A final note about command: It’s critical that you (the IC) remain detached from the emotions of the alarm. If you cannot remain detached, find a replacement.
Develop relationships with your local tractor dealer, implement dealer and commercial tire dealer. Any of them could have useful resources. Invite them out to the firehouse, and pre-plan their resources. Have the companies’ phone numbers on your resource list. Do their service trucks have a crane and a large air compressor? If plan A calls for the use of air chisels, you may be able to run off of their truck. This will be better than swapping out SCBA bottles all day. Additionally, consider the time of day. If nighttime is fast approaching, you’ll need to forecast your lighting needs. Don’t wait until sundown to start calling.
Do you have the appropriate resources to access the patient and then transport them back to the pavement? Time of year may dictate how you do this. If the accident occurred in a field, the field itself will present different challenges during planting (spring) and harvest (fall).
Additionally, is it July when the temperature can top out at 100 degrees F and shade is a half-mile away, or is it November and a storm front is coming in? Are heaters or cooling equipment necessary?
If you don’t have corn fields in your response area, the question may be whether you can get to the 14th hole at the Country Club in the middle of winter. Can your medic unit maneuver on cart paths to access the patient?
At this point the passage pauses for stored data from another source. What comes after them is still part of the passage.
//! Error types for repository operations.
//!
//! Backend failures carry an [`ErrorContext`] so the facade can log where a call failed
//! without exposing backend text to callers.

use std::fmt;

/// Result type for repository operations
pub type RepositoryResult<T> = Result<T, RepositoryError>;

/// Structured context for repository errors.
#[derive(Debug, Clone, Default, PartialEq, Eq)]
pub struct ErrorContext {
    /// The operation being performed (e.g., "query_values", "count_locations")
    pub operation: Option<String>,
    /// The entity type involved (e.g., "timeseries", "location", "office")
    pub entity: Option<String>,
    /// The entity ID if applicable
    pub entity_id: Option<String>,
    /// Additional details about the error
    pub details: Option<String>,
}

impl ErrorContext {
    /// Create a new error context with an operation name.
    pub fn new(operation: impl Into<String>) -> Self {
        Self {
            operation: Some(operation.into()),
            ..Default::default()
        }
    }

    /// Set the entity type.
    pub fn with_entity(mut self, entity: impl Into<String>) -> Self {
        self.entity = Some(entity.into());
        self
    }

    /// Set the entity ID.
    pub fn with_entity_id(mut self, id: impl ToString) -> Self {
        self.entity_id = Some(id.to_string());
        self
    }

    /// Set additional details.
    pub fn with_details(mut self, details: impl Into<String>) -> Self {
        self.details = Some(details.into());
        self
    }
}

impl fmt::Display for ErrorContext {
    fn fmt(&self, f: &mut fmt::Formatter<'_>) -> fmt::Result {
        let mut parts = Vec::new();
        if let Some(ref op) = self.operation {
            parts.push(format!("operation={}", op));
        }
        if let Some(ref entity) = self.entity {
            parts.push(format!("entity={}", entity));
        }
        if let Some(ref id) = self.entity_id {
            parts.push(format!("id={}", id));
        }
        if let Some(ref details) = self.details {
            parts.push(format!("details={}", details));
        }
        write!(f, "[{}]", parts.join(", "))
    }
}

/// Error type for repository operations
#[derive(Debug, thiserror::Error)]
pub enum RepositoryError {
    /// Connection pool or database connection errors.
    #[error("Connection error: {message} {context}")]
    ConnectionError {
        message: String,
        context: ErrorContext,
    },

    /// SQL query execution errors.
    #[error("Query error: {message} {context}")]
    QueryError {
        message: String,
        context: ErrorContext,
    },

    /// Requested entity was not found.
    #[error("Not found: {message} {context}")]
    NotFound {
        message: String,
        context: ErrorContext,
    },

    /// Request arguments the backend cannot serve (e.g. an unknown unit).
    #[error("Data validation error: {message} {context}")]
    ValidationError {
        message: String,
        context: ErrorContext,
    },

    /// Configuration or initialization error.
    #[error("Configuration error: {message} {context}")]
    ConfigurationError {
        message: String,
        context: ErrorContext,
    },

    /// Internal/unexpected errors.
    #[error("Internal error: {message} {context}")]
    InternalError {
        message: String,
        context: ErrorContext,
    },

    /// Statement timeout or pool checkout timeout.
    #[error("Timeout error: {message} {context}")]
    TimeoutError {
        message: String,
        context: ErrorContext,
    },
}

impl RepositoryError {
    pub fn connection(message: impl Into<String>) -> Self {
        Self::ConnectionError {
            message: message.into(),
            context: ErrorContext::default(),
        }
    }

    pub fn connection_with_context(message: impl Into<String>, context: ErrorContext) -> Self {
        Self::ConnectionError {
            message: message.into(),
            context,
        }
    }

    pub fn query(message: impl Into<String>) -> Self {
        Self::QueryError {
            message: message.into(),
            context: ErrorContext::default(),
        }
    }

    pub fn not_found(message: impl Into<String>) -> Self {
        Self::NotFound {
            message: message.into(),
            context: ErrorContext::default(),
        }
    }

    pub fn not_found_with_context(message: impl Into<String>, context: ErrorContext) -> Self {
        Self::NotFound {
            message: message.into(),
            context,
        }
    }

    pub fn validation(message: impl Into<String>) -> Self {
        Self::ValidationError {
            message: message.into(),
            context: ErrorContext::default(),
        }
    }

    pub fn validation_with_context(message: impl Into<String>, context: ErrorContext) -> Self {
        Self::ValidationError {
            message: message.into(),
            context,
        }
    }

    pub fn configuration(message: impl Into<String>) -> Self {
        Self::ConfigurationError {
            message: message.into(),
            context: ErrorContext::default(),
        }
    }

    pub fn internal(message: impl Into<String>) -> Self {
        Self::InternalError {
            message: message.into(),
            context: ErrorContext::default(),
        }
    }

    pub fn internal_with_context(message: impl Into<String>, context: ErrorContext) -> Self {
        Self::InternalError {
            message: message.into(),
            context,
        }
    }

    pub fn timeout(message: impl Into<String>) -> Self {
        Self::TimeoutError {
            message: message.into(),
            context: ErrorContext::default(),
        }
    }

    /// Get the error context.
    pub fn context(&self) -> &ErrorContext {
        match self {
            Self::ConnectionError { context, .. }
            | Self::QueryError { context, .. }
            | Self::NotFound { context, .. }
            | Self::ValidationError { context, .. }
            | Self::ConfigurationError { context, .. }
            | Self::InternalError { context, .. }
            | Self::TimeoutError { context, .. } => context,
        }
    }

    fn context_mut(&mut self) -> &mut ErrorContext {
        match self {
            Self::ConnectionError { context, .. }
            | Self::QueryError { context, .. }
            | Self::NotFound { context, .. }
            | Self::ValidationError { context, .. }
            | Self::ConfigurationError { context, .. }
            | Self::InternalError { context, .. }
            | Self::TimeoutError { context, .. } => context,
        }
    }

    /// Add or update the operation in the error context.
    pub fn with_operation(mut self, operation: impl Into<String>) -> Self {
        self.context_mut().operation = Some(operation.into());
        self
    }

    /// Add or update the entity in the error context.
    pub fn with_entity(mut self, entity: impl Into<String>) -> Self {
        self.context_mut().entity = Some(entity.into());
        self
    }
}

#[cfg(feature = "postgres-repo")]
impl From<diesel::result::Error> for RepositoryError {
    fn from(err: diesel::result::Error) -> Self {
        match err {
            diesel::result::Error::NotFound => RepositoryError::not_found("Record not found"),
            diesel::result::Error::DatabaseError(kind, info) => {
                let message = info.message().to_string();
                let context =
                    ErrorContext::default().with_details(format!("db_error_kind={:?}", kind));

                // Postgres reports statement_timeout as a plain cancellation.
                if message.contains("statement timeout") {
                    RepositoryError::TimeoutError { message, context }
                } else {
                    RepositoryError::QueryError { message, context }
                }
            }
            diesel::result::Error::QueryBuilderError(e) => {
                RepositoryError::query(format!("Query builder error: {}", e))
            }
            diesel::result::Error::DeserializationError(e) => {
                RepositoryError::internal(format!("Deserialization error: {}", e))
            }
            diesel::result::Error::SerializationError(e) => {
                RepositoryError::internal(format!("Serialization error: {}", e))
            }
            other => RepositoryError::query(other.to_string()),
        }
    }
}

#[cfg(feature = "postgres-repo")]
impl From<diesel::r2d2::PoolError> for RepositoryError {
    fn from(err: diesel::r2d2::PoolError) -> Self {
        RepositoryError::connection_with_context(
            err.to_string(),
            ErrorContext::default().with_details("pool_error"),
        )
    }
}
How long will the extrication take? One, 2, 6, 12 hours? Be prepared to develop your resources for the long haul. Write down and frequently revisit your IAP. Keeping track of total incident or operational time may aid you in evaluating your IAP.
Think about rehab and swapping out crews. When will they need rest?
Additionally, your resources may need to be evaluated and changed if the incident goes from a rescue to a body recovery.
Some important questions to ask about EMS: Is field amputation plan B? If so, is a physician part of your plan to deal with this possibility? Does the victim have crush injuries? If helicopter transport is an option, are they on the ground yet? Call and update your trauma center so they can prepare.
After we take care of the patient, the event may not be over. We may need to continue the rescue to retrieve the amputated limb. If so, you’ll need to deal with packaging and transporting the limb. Don’t wait until you’re three-fourths of mile out in a corn field to figure this out.
Dealing with Family
Incidents involving serious injury are traumatic events that will affect you, your crews and your community. The family will be devastated and may need long-term support.
Consider this scenario: Dad runs to town for parts. His 16-year-old son is baling hay. Dad returns and finds his son entrapped in the baler.
Law enforcement may need to respond to hold dad back. However, dad may be the only technical expert on scene so he may need to be engaged. As the IC, you’ll need to assign resources (i.e., a chaplain) to meet the needs of the family. If you’re the one dealing with the family, you won’t be able to effectively run this incident.
The first time you think about machinery entanglement should not be when the tones go off for a “man injured in a silage chopper entrapment” incident. How you pre-plan and prepare for these events will dictate your success and whether you run the incident or the incident runs you.